Pour sa part, Michael Perlmutter voulait que la soixantaine de chansons qui accompagnent la série l’ancrent dans la réalité. « On voulait montrer que la culture inuite et les communautés du Grand Nord sont connectées au reste du monde », explique Michael Perlmutter, fondateur de la société torontoise Instinct Entertainment. « Ce n’est pas parce qu’elles vivent dans le Grand Nord qu’elles n’écoutent pas Alanis Morissette, Britney Spears ou “Levitating” de Dua Lipa. »

Sans doute dans la foulée de l’album phare Inuktitut d’Elisapie, paru en 2023, plusieurs artistes autochtones ont été invités à réinterpréter des chansons pop anglophones dans leur langue traditionnelle. « On a justement demandé à la chanteuse Riit, par exemple, d’enregistrer “Levitating” en inuktitut, et c’est un magnifique mélange culturel », explique Perlmutter, qui a inséré cinq ou six chansons par épisode de 22 minutes.

« On a aussi enregistré une reprise de “Milkshake” de Kelis avec Angela Amarualik, mais dans le style Josie and the Pussycats, pour une scène précise de l’épisode “Walrus Dick Baseball” », raconte Perlmutter. « Et bien sûr, on a utilisé deux morceaux d’Elisapie : “Dreams” [de Fleetwood Mac], et “Time After Time” [de Cyndi Lauper]. »

« Elles sont toutes magnifiques, » poursuit-il, « et elles s’intègrent parfaitement aux différentes scènes, aux différents décors, tout en soutenant magnifiquement les intrigues — ce qui est exactement le rôle de la musique : appuyer le récit, sans jamais éclipser ce qui se passe à l’écran. »
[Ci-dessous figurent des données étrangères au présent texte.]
//! Persistence of the vault document.
//!
//! The vault never writes a document partially: every mutating operation
//! loads the full field map, edits it in memory and hands the result back
//! through [`FieldStore::replace`], which must be atomic.

use std::fs;
use std::path::{Path, PathBuf};
use std::sync::{Arc, Mutex, MutexGuard};

use super::format::Fields;
use crate::errors::{Result, VaultError};

/// A key-value document with string fields.
pub trait FieldStore {
    /// Read every field of the document.  A missing document is empty.
    fn load(&self) -> Result<Fields>;

    /// Replace the whole document atomically.
    fn replace(&mut self, fields: Fields) -> Result<()>;

    /// Read a single field.
    fn read_field(&self, name: &str) -> Result<Option<String>> {
        Ok(self.load()?.remove(name))
    }

    /// Write a single field, keeping the rest of the document.
    fn write_field(&mut self, name: &str, value: &str) -> Result<()> {
        let mut fields = self.load()?;
        fields.insert(name.to_string(), value.to_string());
        self.replace(fields)
    }

    /// Delete fields, keeping the rest of the document.
    fn delete_fields(&mut self, names: &[&str]) -> Result<()> {
        let mut fields = self.load()?;
        for name in names {
            fields.remove(*name);
        }
        self.replace(fields)
    }
}

// ---------------------------------------------------------------------------
// MemoryStore
// ---------------------------------------------------------------------------

#[derive(Debug, Default)]
struct MemoryInner {
    fields: Fields,
    fail_writes: bool,
}

/// In-process document.  Clones share the same underlying fields, so a
/// host can keep a handle while the vault owns another.
#[derive(Debug, Clone, Default)]
pub struct MemoryStore {
    inner: Arc<Mutex<MemoryInner>>,
}

impl MemoryStore {
    pub fn new() -> Self {
        Self::default()
    }

    /// Start from an existing set of fields.
    pub fn with_fields(fields: Fields) -> Self {
        let store = Self::default();
        if let Ok(mut inner) = store.inner.lock() {
            inner.fields = fields;
        }
        store
    }

    /// Make every subsequent `replace` fail with a storage error.
    pub fn set_fail_writes(&self, fail: bool) {
        if let Ok(mut inner) = self.inner.lock() {
            inner.fail_writes = fail;
        }
    }

    /// Snapshot of the current document.
    pub fn snapshot(&self) -> Fields {
        self.inner
            .lock()
            .map(|inner| inner.fields.clone())
            .unwrap_or_default()
    }

    fn guard(&self) -> Result<MutexGuard<'_, MemoryInner>> {
        self.inner
            .lock()
            .map_err(|_| VaultError::Storage("memory store lock poisoned".into()))
    }
}

impl FieldStore for MemoryStore {
    fn load(&self) -> Result<Fields> {
        Ok(self.guard()?.fields.clone())
    }

    fn replace(&mut self, fields: Fields) -> Result<()> {
        let mut inner = self.guard()?;
        if inner.fail_writes {
            return Err(VaultError::Storage("write rejected".into()));
        }
        inner.fields = fields;
        Ok(())
    }
}

// ---------------------------------------------------------------------------
// JsonFileStore
// ---------------------------------------------------------------------------

/// A document stored as a flat JSON object on disk.
#[derive(Debug, Clone)]
pub struct JsonFileStore {
    path: PathBuf,
}

impl JsonFileStore {
    pub fn new(path: impl Into<PathBuf>) -> Self {
        Self { path: path.into() }
    }

    /// Returns the path to the document file.
    pub fn path(&self) -> &Path {
        &self.path
    }
}

impl FieldStore for JsonFileStore {
    fn load(&self) -> Result<Fields> {
        if !self.path.exists() {
            return Ok(Fields::new());
        }

        let contents = fs::read_to_string(&self.path)?;
        serde_json::from_str(&contents).map_err(|e| {
            VaultError::Storage(format!("{} is not a vault document: {e}", self.path.display()))
        })
    }

    /// Write to a temp file in the same directory, then rename over the
    /// target so readers never see a half-written document.
    fn replace(&mut self, fields: Fields) -> Result<()> {
        let json = serde_json::to_vec_pretty(&fields)
            .map_err(|e| VaultError::SerializationError(format!("document: {e}")))?;

        let parent = self.path.parent().unwrap_or(Path::new("."));
        if !parent.as_os_str().is_empty() && !parent.exists() {
            fs::create_dir_all(parent)?;
        }
        let tmp_path = parent.join(format!(
            ".{}.tmp",
            self.path.file_name().unwrap_or_default().to_string_lossy()
        ));

        fs::write(&tmp_path, &json)?;
        fs::rename(&tmp_path, &self.path)?;

        Ok(())
    }
}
Pour ajouter encore plus d’authenticité, la musique de Tanya Tagaq, qui joue le rôle de la divinité sous-marine Nuliajuk, a été utilisée dans une scène où elle apparaît à Siaja, le personnage interprété par Anna Lambe, à un moment charnière de sa vie. Le chant inimitable de Tagaq figure dans trois « cues » musicaux composés par Chan, ainsi que dans la chanson « Uja », dans le remix de « Colonizer » par Joe Tarman – qui met aussi en vedette Kronos Quartet – et comme invitée sur « Sila » de The Halluci Nation.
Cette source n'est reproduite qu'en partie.